Segment Open

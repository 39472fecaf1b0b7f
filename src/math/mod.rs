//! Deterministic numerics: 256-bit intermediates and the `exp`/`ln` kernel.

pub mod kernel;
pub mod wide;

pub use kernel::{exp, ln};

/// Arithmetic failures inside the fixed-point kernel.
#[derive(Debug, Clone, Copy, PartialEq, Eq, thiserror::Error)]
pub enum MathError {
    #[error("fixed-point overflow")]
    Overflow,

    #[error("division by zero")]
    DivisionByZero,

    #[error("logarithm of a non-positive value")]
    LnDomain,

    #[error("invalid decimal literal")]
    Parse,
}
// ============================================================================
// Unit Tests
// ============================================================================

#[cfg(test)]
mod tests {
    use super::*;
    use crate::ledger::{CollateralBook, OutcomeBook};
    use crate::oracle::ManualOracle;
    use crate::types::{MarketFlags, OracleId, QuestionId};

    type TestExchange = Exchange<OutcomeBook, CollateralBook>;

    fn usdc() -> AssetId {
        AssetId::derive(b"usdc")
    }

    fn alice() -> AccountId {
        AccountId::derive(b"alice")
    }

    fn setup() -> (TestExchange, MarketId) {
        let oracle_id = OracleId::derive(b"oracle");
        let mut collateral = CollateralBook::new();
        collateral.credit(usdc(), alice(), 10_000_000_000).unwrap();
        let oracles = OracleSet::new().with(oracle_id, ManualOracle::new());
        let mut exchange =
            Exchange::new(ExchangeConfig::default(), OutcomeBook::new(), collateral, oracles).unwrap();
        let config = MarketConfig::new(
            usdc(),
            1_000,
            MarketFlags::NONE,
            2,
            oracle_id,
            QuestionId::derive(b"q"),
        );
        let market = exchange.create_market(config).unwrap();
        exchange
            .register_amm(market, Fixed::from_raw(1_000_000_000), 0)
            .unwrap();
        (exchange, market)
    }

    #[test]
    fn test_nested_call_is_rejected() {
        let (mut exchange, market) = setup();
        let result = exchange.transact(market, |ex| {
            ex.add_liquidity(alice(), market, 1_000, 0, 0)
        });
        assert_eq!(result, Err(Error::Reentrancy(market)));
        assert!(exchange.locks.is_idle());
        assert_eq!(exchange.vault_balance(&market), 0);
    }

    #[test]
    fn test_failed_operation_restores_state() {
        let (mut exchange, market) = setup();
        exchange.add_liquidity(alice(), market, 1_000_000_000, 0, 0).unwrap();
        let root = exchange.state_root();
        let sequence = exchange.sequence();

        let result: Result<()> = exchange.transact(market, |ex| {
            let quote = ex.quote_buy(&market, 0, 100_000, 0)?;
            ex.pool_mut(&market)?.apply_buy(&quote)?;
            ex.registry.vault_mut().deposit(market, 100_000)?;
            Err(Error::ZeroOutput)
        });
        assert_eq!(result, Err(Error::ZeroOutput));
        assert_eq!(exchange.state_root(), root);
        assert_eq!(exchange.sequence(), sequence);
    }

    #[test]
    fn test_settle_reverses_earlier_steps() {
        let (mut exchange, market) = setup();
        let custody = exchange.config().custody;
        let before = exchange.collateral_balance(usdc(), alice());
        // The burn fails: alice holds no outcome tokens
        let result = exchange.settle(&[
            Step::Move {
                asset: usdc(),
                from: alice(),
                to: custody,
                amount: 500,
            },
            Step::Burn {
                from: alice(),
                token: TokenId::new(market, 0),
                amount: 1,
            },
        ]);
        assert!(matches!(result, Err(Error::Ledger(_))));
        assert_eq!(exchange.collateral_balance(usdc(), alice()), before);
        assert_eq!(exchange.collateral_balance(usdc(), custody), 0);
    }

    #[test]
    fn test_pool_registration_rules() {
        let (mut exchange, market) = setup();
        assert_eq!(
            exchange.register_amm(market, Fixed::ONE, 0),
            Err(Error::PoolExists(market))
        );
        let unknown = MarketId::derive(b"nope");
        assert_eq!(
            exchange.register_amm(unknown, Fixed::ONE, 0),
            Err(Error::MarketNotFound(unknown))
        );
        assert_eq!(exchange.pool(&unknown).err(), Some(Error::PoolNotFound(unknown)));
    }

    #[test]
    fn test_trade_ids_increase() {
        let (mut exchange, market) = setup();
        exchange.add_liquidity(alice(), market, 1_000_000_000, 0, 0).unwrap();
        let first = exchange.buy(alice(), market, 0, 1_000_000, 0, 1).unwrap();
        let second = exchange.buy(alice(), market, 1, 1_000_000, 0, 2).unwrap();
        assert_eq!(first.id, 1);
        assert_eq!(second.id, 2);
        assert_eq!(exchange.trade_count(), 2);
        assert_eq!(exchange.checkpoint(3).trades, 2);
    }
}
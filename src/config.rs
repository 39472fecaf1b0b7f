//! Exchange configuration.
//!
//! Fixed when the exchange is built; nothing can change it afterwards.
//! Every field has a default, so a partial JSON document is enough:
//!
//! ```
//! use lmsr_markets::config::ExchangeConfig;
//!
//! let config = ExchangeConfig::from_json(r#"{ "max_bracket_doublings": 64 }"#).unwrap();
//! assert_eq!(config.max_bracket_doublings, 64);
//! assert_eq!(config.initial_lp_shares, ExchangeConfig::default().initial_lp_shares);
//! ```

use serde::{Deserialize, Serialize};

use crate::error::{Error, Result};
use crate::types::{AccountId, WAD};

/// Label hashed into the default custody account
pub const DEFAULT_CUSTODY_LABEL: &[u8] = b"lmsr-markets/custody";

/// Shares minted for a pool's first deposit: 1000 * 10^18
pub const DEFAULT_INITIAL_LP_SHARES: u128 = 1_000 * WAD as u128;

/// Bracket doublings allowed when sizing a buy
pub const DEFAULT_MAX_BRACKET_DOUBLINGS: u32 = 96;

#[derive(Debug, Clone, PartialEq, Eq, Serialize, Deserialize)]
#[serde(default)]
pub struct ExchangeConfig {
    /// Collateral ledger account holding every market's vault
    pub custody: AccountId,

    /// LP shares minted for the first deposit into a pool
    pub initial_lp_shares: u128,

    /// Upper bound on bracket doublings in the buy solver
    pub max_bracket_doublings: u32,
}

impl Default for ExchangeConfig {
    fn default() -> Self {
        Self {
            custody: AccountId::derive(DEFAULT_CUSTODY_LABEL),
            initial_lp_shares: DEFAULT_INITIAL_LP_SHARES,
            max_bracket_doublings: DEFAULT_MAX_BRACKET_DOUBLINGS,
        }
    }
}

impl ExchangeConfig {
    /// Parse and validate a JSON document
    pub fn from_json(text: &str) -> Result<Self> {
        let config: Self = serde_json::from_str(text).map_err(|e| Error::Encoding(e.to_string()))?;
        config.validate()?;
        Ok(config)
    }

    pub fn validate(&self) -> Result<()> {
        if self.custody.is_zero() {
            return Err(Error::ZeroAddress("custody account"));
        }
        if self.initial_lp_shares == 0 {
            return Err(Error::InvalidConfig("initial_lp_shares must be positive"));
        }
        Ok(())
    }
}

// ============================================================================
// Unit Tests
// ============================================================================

Segment Closed

**YOUR INSTRUCTIONS:**
Of all the entries above, output exactly the lines between the one holding "oracles = OracleSet::new().with(oracle_id, ManualOracle::new());" and the one holding "assert_eq!(result, Err(Error::Reentrancy(market)));", inclusive.

**ANSWER FOR THE TASK:**
        let oracles = OracleSet::new().with(oracle_id, ManualOracle::new());
        let mut exchange =
            Exchange::new(ExchangeConfig::default(), OutcomeBook::new(), collateral, oracles).unwrap();
        let config = MarketConfig::new(
            usdc(),
            1_000,
            MarketFlags::NONE,
            2,
            oracle_id,
            QuestionId::derive(b"q"),
        );
        let market = exchange.create_market(config).unwrap();
        exchange
            .register_amm(market, Fixed::from_raw(1_000_000_000), 0)
            .unwrap();
        (exchange, market)
    }

    #[test]
    fn test_nested_call_is_rejected() {
        let (mut exchange, market) = setup();
        let result = exchange.transact(market, |ex| {
            ex.add_liquidity(alice(), market, 1_000, 0, 0)
        });
        assert_eq!(result, Err(Error::Reentrancy(market)));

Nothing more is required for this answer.